The amidate function participates in the coordination chemistry of iron containing biomolecules such as the anti-tumor drug bleomycin and the enzyme nitrile hydratase. Our interest in amidate coordination prompted an investigation of the iron complexes of the potentially tetradentate ligand N-(bis(2-pyridyl)methyl)pyridine-2-carboxamide (HL). A number of complexes have been isolated and structurally characterized, including [FeII(L)2] (1), [FeIII(LOCH3)Br2(CH3OH)] (3), [FeIII2(μ-OH)2(LOCH3)2Br2] (4), and [FeIII4(μ-OCH3)2(LO)2Br6] (5).

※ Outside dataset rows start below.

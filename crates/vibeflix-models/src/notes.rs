//! Private student notes, one per (user, lesson).

use chrono::{DateTime, Utc};
use serde::{Deserialize, Serialize};
use sqlx::FromRow;
use utoipa::{IntoParams, ToSchema};
use validator::Validate;

use crate::ids::{CourseId, LessonId, NoteId, UserId};
use crate::serde_helpers::deserialize_optional_id;

#[derive(Serialize, Deserialize, FromRow, Debug, Clone, PartialEq, Eq, ToSchema)]
#[serde(rename_all = "camelCase")]
pub struct StudentNote {
    pub id: NoteId,
    pub user_id: UserId,
    pub lesson_id: LessonId,
    pub content: String,
    pub created_at: DateTime<Utc>,
    pub updated_at: DateTime<Utc>,
}

/// Note with the lesson and course it belongs to.
#[derive(Serialize, FromRow, Debug, Clone, ToSchema)]
#[serde(rename_all = "camelCase")]
pub struct NoteWithLesson {
    #[sqlx(flatten)]
    #[serde(flatten)]
    pub note: StudentNote,
    pub lesson_title: String,
    pub course_id: CourseId,
    pub course_title: String,
}

#[derive(Deserialize, Debug, Clone, Validate, ToSchema)]
#[serde(rename_all = "camelCase")]
pub struct NoteDto {
    pub lesson_id: LessonId,
    #[validate(length(min = 1, message = "Conteúdo é obrigatório"))]
    pub content: String,
}

#[derive(Deserialize, Debug, Clone, Validate, ToSchema)]
#[serde(rename_all = "camelCase")]
pub struct UpdateNoteDto {
    #[validate(length(min = 1, message = "Conteúdo é obrigatório"))]
    pub content: String,
}

#[derive(Deserialize, Debug, Default, IntoParams)]
#[serde(rename_all = "camelCase")]
#[into_params(parameter_in = Query)]
pub struct NoteListParams {
    #[serde(default, deserialize_with = "deserialize_optional_id")]
    #[param(value_type = Option<String>, format = "uuid")]
    pub lesson_id: Option<LessonId>,
}

#[derive(Serialize, Debug, Clone, ToSchema)]
pub struct NotesResponse {
    pub notes: Vec<NoteWithLesson>,
}

#[derive(Serialize, Debug, Clone, ToSchema)]
pub struct NoteResponse {
    pub note: StudentNote,
}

In these complexes L acts as a meridional tridentate ligand, as previously observed for the corresponding [Cu(L)Cl(CH3OH)] complex (Inorg. Chem. 39 (2000) 5326). In the cases of 3 and 4, the hydrogen of the tertiary carbon has been replaced by a methoxy group in the course of complex synthesis. In the case of 5, the tertiary hydrogen is replaced by hydroxide, and this oxygen and the dangling pyridine act as a bidentate ligand to a second iron ion. When the reaction of FeBr3 and HL was carried out in acetonitrile in the presence of base but in the absence of air, the ligand was cleaved into two pieces, affording [FeIIBr2(pyridine-2-carboxamide)(di-2-pyridylketone)] (6). It is proposed that the coordination of the amide nitrogen of HL to an iron(III) center as an amidate activates the α-CH bond and results in the oxidation of the α-CNamide bond to an imine.